JAKARTA, KOMPAS.com - Kuasa hukum Direktur Utama PT Dana Syariah Indonesia (DSI), Taufiq Aljufri, Pris Madani, menyatakan kliennya memiliki iktikad baik untuk mengembalikan dana para lender dalam perkara dugaan fraud yang tengah ditangani Bareskrim Polri.
Hal itu disampaikan Pris usai mendampingi Taufiq menjalani pemeriksaan sebagai tersangka dugaan fraud di Gedung Bareskrim Polri, Jakarta, Senin (9/2/2026).

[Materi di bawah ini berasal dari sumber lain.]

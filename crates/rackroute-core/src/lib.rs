//! Catalog, routing table, and sequencer core for the rackroute engine.
//!
//! This crate holds the document-derived lookup views and the two-state
//! sequencer that turns a source or rack trigger into an ordered, bounded
//! run of MIDI steps. Documents are parsed and validated by
//! `rackroute-schema`; step encoding and transport live in
//! `rackroute-midi`.

pub(crate) mod catalog;
pub use catalog::{Choice, Rack, RackCatalog, SourceCatalog};

pub(crate) mod routing;
pub use routing::RoutingTable;

pub(crate) mod state;
pub use state::{NullSink, RunSnapshot, StateSink};

pub(crate) mod sequencer;
pub use sequencer::{Router, DEFAULT_SEQUENCE_TIMEOUT};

“Kalau hitungan kita sementara dengan nilai itu, dengan nilai yang kita sudah hitung, beliau bersedia untuk mengembalikan 100 persen ya," kata Pris ditemui di Gedung Bareskrim, Senin.

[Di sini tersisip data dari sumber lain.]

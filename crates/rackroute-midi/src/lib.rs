//! MIDI step subsystem for the rackroute engine.
//!
//! Provides the step type shared by the schema and sequencer crates, the raw
//! wire encoding, and the [`StepTransport`] capability with two shipped
//! implementations:
//!
//! - [`VariableTransport`] - records the last dispatched step for hosts that
//!   publish it through a variable layer instead of a device
//! - `MidiOutputManager` - midir-backed device output (feature: `midi-io`)

pub(crate) mod step;
pub use step::{MidiStep, RawStepBytes, StepKind};

pub(crate) mod transport;
pub use transport::{LastDispatched, StepTransport, TransportError, VariableTransport};

#[cfg(feature = "midi-io")]
pub(crate) mod output;

#[cfg(feature = "midi-io")]
pub use output::{MidiOutputDevice, MidiOutputManager};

Menurut Pris, selain pengembalian dana penuh, Taufiq juga disebut siap menambah dana sekitar Rp 10 miliar sebagai bentuk iktikad baik.

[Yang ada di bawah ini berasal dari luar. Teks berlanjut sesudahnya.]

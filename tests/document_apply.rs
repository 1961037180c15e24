//! Tests of document apply/reload behavior through the public engine API.

use rackroute::prelude::*;
use rackroute::Error;

const ROUTING: &str = r#"{"matrix": {"3": [1, 2]}}"#;

const RACKS: &str = r#"{
    "racks": {
        "1": {
            "name": "FX",
            "enabled": true,
            "midiSteps": [
                {"type": "cc", "channel": 1, "controller": 10, "value": 64, "delay": 0}
            ]
        }
    }
}"#;

fn init_tracing() {
    let _ = tracing_subscriber::fmt().with_test_writer().try_init();
}

fn engine() -> RackRouteEngine {
    init_tracing();
    RackRouteEngine::builder()
        .routing_json(ROUTING)
        .racks_json(RACKS)
        .build()
        .unwrap()
}

#[test]
fn rack_id_beyond_limit_rejects_document_and_keeps_previous() {
    let engine = RackRouteEngine::builder()
        .max_racks(4)
        .routing_json(ROUTING)
        .build()
        .unwrap();

    let bad = r#"{"matrix": {"3": [1, 5]}}"#;
    let err = engine
        .apply_document(DocumentKind::Routing, bad)
        .unwrap_err();
    assert!(matches!(err, Error::Schema(_)));

    // Previous routing stays in effect.
    assert_eq!(engine.document_text(DocumentKind::Routing), ROUTING);
}

#[test]
fn malformed_json_rejects_document_and_keeps_previous() {
    let engine = engine();
    let err = engine
        .apply_document(DocumentKind::Racks, "{not json")
        .unwrap_err();
    assert!(matches!(err, Error::Schema(_)));
    assert_eq!(engine.document_text(DocumentKind::Racks), RACKS);
}

#[test]
fn duplicate_rack_id_in_one_route_is_rejected() {
    let engine = engine();
    let bad = r#"{"matrix": {"3": [1, 1]}}"#;
    assert!(engine.apply_document(DocumentKind::Routing, bad).is_err());
}

#[test]
fn duplicate_source_index_is_rejected() {
    let engine = engine();
    let bad = r#"{
        "channels": [{"index": 1, "label": "Vox"}],
        "buses": [{"index": 1, "label": "Bus"}]
    }"#;
    assert!(engine.apply_document(DocumentKind::Sources, bad).is_err());
}

#[test]
fn strict_mode_rejects_partial_catalog() {
    let engine = RackRouteEngine::builder().strict().build().unwrap();
    let partial = r#"{"channels": [{"index": 1, "label": "Vox", "type": "channel"}]}"#;
    assert!(engine
        .apply_document(DocumentKind::Sources, partial)
        .is_err());
}

#[test]
fn relaxed_mode_accepts_partial_catalog() {
    let engine = engine();
    let partial = r#"{"channels": [{"index": 1, "label": "Vox"}]}"#;
    engine
        .apply_document(DocumentKind::Sources, partial)
        .unwrap();
    assert_eq!(engine.source_label(1), "Vox");
}

#[test]
fn reload_all_reinstalls_cached_documents() {
    let engine = engine();
    let sources = r#"{"channels": [{"index": 7, "label": "Git"}]}"#;
    engine
        .apply_document(DocumentKind::Sources, sources)
        .unwrap();

    engine.reload_all().unwrap();

    assert_eq!(engine.source_label(7), "Git");
    assert_eq!(engine.document_text(DocumentKind::Routing), ROUTING);
    assert_eq!(engine.document_text(DocumentKind::Racks), RACKS);
}

#[test]
fn reload_all_skips_documents_never_applied() {
    // Only racks was provided; sources and routing stay empty and the
    // reload must not try to parse them.
    let engine = RackRouteEngine::builder()
        .racks_json(RACKS)
        .build()
        .unwrap();

    engine.reload_all().unwrap();

    assert_eq!(engine.document_text(DocumentKind::Sources), "");
    assert_eq!(engine.document_text(DocumentKind::Racks), RACKS);
}

#[test]
fn empty_routing_clears_the_matrix() {
    let engine = engine();
    let text = engine.empty_routing();

    assert_eq!(engine.document_text(DocumentKind::Routing), text);
    // The cleared document is itself valid for re-apply.
    engine.apply_document(DocumentKind::Routing, &text).unwrap();
}

#[test]
fn builder_rejects_invalid_initial_document() {
    let res = RackRouteEngine::builder()
        .routing_json(r#"{"matrix": {"3": [0]}}"#)
        .build();
    assert!(res.is_err());
}

#[test]
fn builder_rejects_zero_rack_limit() {
    let err = RackRouteEngine::builder().max_racks(0).build().unwrap_err();
    assert!(matches!(err, Error::InvalidConfig(_)));
}

#[test]
fn step_channel_out_of_range_is_rejected() {
    let engine = engine();
    let bad = r#"{
        "racks": {
            "1": {
                "name": "FX",
                "enabled": true,
                "midiSteps": [
                    {"type": "cc", "channel": 17, "controller": 10, "value": 64, "delay": 0}
                ]
            }
        }
    }"#;
    assert!(engine.apply_document(DocumentKind::Racks, bad).is_err());
}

Baca juga: Korban Fintech DSI Minta Aset Dibagikan Proporsional Sebelum Hari Raya
Dana tambahan tersebut berasal dari kesepakatan keluarga.
Pris menjelaskan, pemeriksaan terhadap Taufiq pada hari ini masih bersifat awal dan belum menyentuh pokok perkara secara mendalam.
“Hari ini proses pemeriksaan masih proses awal, belum masuk pada materi-materi yang bersifat pokok," jelasnya.
Pris menegaskan, kliennya bersikap kooperatif dan akan mengikuti seluruh proses hukum yang berjalan.
Ia juga menyampaikan permohonan maaf kepada para lender atas permasalahan yang terjadi.
“Kita juga berharap kepada para lender, Bapak-bapak, Ibu-ibu sekalian, atas nama Pak Taufiq dan keluarga, kami memohon maaf lahir dan batin," katanya.
Baca juga: Kasus PT DSI, Bareskrim Blokir 63 Rekening Milik Perusahaan dan Afiliasi
Terkait dugaan penipuan dan penggelapan, Pris menyatakan bahwa kegagalan pembayaran yang terjadi di PT DSI disebabkan oleh persoalan likuiditas perusahaan yang berlangsung secara terus-menerus.
Ia juga membantah adanya aliran dana yang digunakan untuk kepentingan pribadi Taufiq.
“Jadi, perlu saya pertegas bahwa aliran dana yang masuk itu bukan untuk pribadi. Fix itu. Dan itu bisa dibuktikan dari sisi apapun. Mulai dari sisi perdata, mau dari sisi pidana, atau dengan alat uji dan lain sebagainya, saya pastikan itu tidak ada yang masuk kepada pribadi yang dimanfaatkan secara pribadi. Itu clear itu," tegasnya.
Menurut dia, penghitungan dana yang akan dikembalikan didasarkan pada pemeriksaan rekening koran dan aliran dana satu per satu.
Baca juga: Geledah Kantor DSI 16 Jam, Polisi Temukan Dokumen hingga Data Transaksi
Namun, nilai pasti pengembalian masih menunggu sinkronisasi data dengan Pusat Pelaporan dan Analisis Transaksi Keuangan (PPATK) serta Otoritas Jasa Keuangan (OJK).